:: Work item ::
Scan the listing and work out how many lines contain the word "first". Nothing but the number should be given.

:: The data ::
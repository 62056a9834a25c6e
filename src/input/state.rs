use egui::Pos2;

/// Number of fingers the gesture interpreter looks at. Extra touches are
/// still tracked by the input adapter but never reach a [`TouchSet`].
pub const MAX_TRACKED_TOUCHES: usize = 2;

/// A single finger's current screen position
#[derive(Debug, Clone, Copy, PartialEq)]
pub struct TouchPoint {
    pub id: u64,
    pub pos: Pos2,
}

impl TouchPoint {
    pub fn new(id: u64, x: f32, y: f32) -> Self {
        Self {
            id,
            pos: Pos2::new(x, y),
        }
    }
}

/// The fingers currently down, in the order they touched the surface.
///
/// Holds at most [`MAX_TRACKED_TOUCHES`] points; anything beyond the first two
/// is dropped on construction.
#[derive(Debug, Clone, Default, PartialEq)]
pub struct TouchSet {
    points: Vec<TouchPoint>,
}

impl TouchSet {
    pub fn empty() -> Self {
        Self::default()
    }

    pub fn from_points(points: impl IntoIterator<Item = TouchPoint>) -> Self {
        Self {
            points: points.into_iter().take(MAX_TRACKED_TOUCHES).collect(),
        }
    }

    pub fn len(&self) -> usize {
        self.points.len()
    }

    pub fn is_empty(&self) -> bool {
        self.points.is_empty()
    }

    pub fn first(&self) -> Option<&TouchPoint> {
        self.points.first()
    }

    /// The first two points, if at least two fingers are down
    pub fn pair(&self) -> Option<(&TouchPoint, &TouchPoint)> {
        match self.points.as_slice() {
            [a, b, ..] => Some((a, b)),
            _ => None,
        }
    }

    pub fn iter(&self) -> impl Iterator<Item = &TouchPoint> {
        self.points.iter()
    }
}

/// What happened to produce a snapshot
#[derive(Debug, Clone, Copy, PartialEq, Eq)]
pub enum TouchEventKind {
    Start,
    Move,
    End,
    /// System-initiated interruption (tracking lost, surface hidden, ...)
    Cancel,
}

/// One snapshot of the touch surface.
///
/// `touches` holds the fingers that are still down *after* the event, so an
/// `End` of the last finger carries an empty set.
#[derive(Debug, Clone, PartialEq)]
pub struct TouchEvent {
    pub kind: TouchEventKind,
    pub touches: TouchSet,
}

impl TouchEvent {
    pub fn new(kind: TouchEventKind, touches: TouchSet) -> Self {
        Self { kind, touches }
    }

    pub fn start(points: impl IntoIterator<Item = TouchPoint>) -> Self {
        Self::new(TouchEventKind::Start, TouchSet::from_points(points))
    }

    pub fn moved(points: impl IntoIterator<Item = TouchPoint>) -> Self {
        Self::new(TouchEventKind::Move, TouchSet::from_points(points))
    }

    pub fn end(remaining: impl IntoIterator<Item = TouchPoint>) -> Self {
        Self::new(TouchEventKind::End, TouchSet::from_points(remaining))
    }

    pub fn cancel() -> Self {
        Self::new(TouchEventKind::Cancel, TouchSet::empty())
    }

    pub fn touch_count(&self) -> usize {
        self.touches.len()
    }
}
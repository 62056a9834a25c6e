mod details_panel;
mod map_panel;
mod title_bar;

pub use details_panel::{DetailsContent, UNKNOWN_COUNTRY, details_panel};
pub use map_panel::map_panel;
pub use title_bar::title_bar;
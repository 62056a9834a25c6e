use crate::MapApp;

pub fn map_panel(app: &mut MapApp, ctx: &egui::Context) {
    egui::CentralPanel::default()
        .frame(egui::Frame::none())
        .show(ctx, |ui| {
            let (view, regions) = app.map_parts();
            if let Some((name, id)) = view.ui(ui, regions) {
                app.navigator_mut().navigate_to_details(&name, id.as_deref());
            }
        });
}
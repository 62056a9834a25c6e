use std::path::Path;

use serde::{Deserialize, Serialize};

use crate::error::{ConfigError, ConfigResult};

pub const DEFAULT_MIN_SCALE: f32 = 0.8;
pub const DEFAULT_MAX_SCALE: f32 = 3.0;
/// Logical pixels a finger may wander before a touch stops being a tap
pub const DEFAULT_TAP_DISPLACEMENT_THRESHOLD: f32 = 2.0;

/// Options controlling scale clamping and tap/drag disambiguation
#[derive(Debug, Clone, Copy, PartialEq, Serialize, Deserialize)]
#[serde(default)] // partial config files fall back to the defaults
pub struct GestureConfig {
    pub min_scale: f32,
    pub max_scale: f32,
    pub tap_displacement_threshold: f32,
}

impl Default for GestureConfig {
    fn default() -> Self {
        Self {
            min_scale: DEFAULT_MIN_SCALE,
            max_scale: DEFAULT_MAX_SCALE,
            tap_displacement_threshold: DEFAULT_TAP_DISPLACEMENT_THRESHOLD,
        }
    }
}

impl GestureConfig {
    /// Parse and validate a JSON config, e.g. `{"max_scale": 4.0}`
    pub fn from_json_str(json: &str) -> ConfigResult<Self> {
        let config: Self = serde_json::from_str(json)?;
        config.validate()?;
        Ok(config)
    }

    pub fn from_path(path: impl AsRef<Path>) -> ConfigResult<Self> {
        let raw = std::fs::read_to_string(path)?;
        Self::from_json_str(&raw)
    }

    pub fn validate(&self) -> ConfigResult<()> {
        let (min, max) = (self.min_scale, self.max_scale);
        if !min.is_finite() || !max.is_finite() || min <= 0.0 || min > max {
            return Err(ConfigError::InvalidScaleRange { min, max });
        }
        let threshold = self.tap_displacement_threshold;
        if !threshold.is_finite() || threshold < 0.0 {
            return Err(ConfigError::InvalidTapThreshold(threshold));
        }
        Ok(())
    }

    /// This config when it is valid, the defaults otherwise
    pub fn validated_or_default(self) -> Self {
        match self.validate() {
            Ok(()) => self,
            Err(err) => {
                log::warn!("Invalid gesture config, using defaults: {}", err);
                Self::default()
            }
        }
    }

    /// Unlike `f32::clamp` this never panics, even on an invalid range
    pub fn clamp_scale(&self, scale: f32) -> f32 {
        scale.max(self.min_scale).min(self.max_scale)
    }
}
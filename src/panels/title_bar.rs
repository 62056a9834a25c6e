use crate::{MapApp, Route};

pub fn title_bar(app: &mut MapApp, ctx: &egui::Context) {
    egui::TopBottomPanel::top("title_bar").show(ctx, |ui| {
        ui.horizontal(|ui| {
            let can_go_back = app.navigator().can_go_back();
            if ui.add_enabled(can_go_back, egui::Button::new("⬅ Back")).clicked() {
                app.navigator_mut().back();
            }
            ui.heading(app.navigator().current().title().to_owned());

            if matches!(app.navigator().current(), Route::Map) {
                ui.with_layout(egui::Layout::right_to_left(egui::Align::Center), |ui| {
                    if ui.button("Reset view").clicked() {
                        app.map_view_mut().reset_view();
                    }
                });
            }
        });
    });
}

:: Written answer ::
4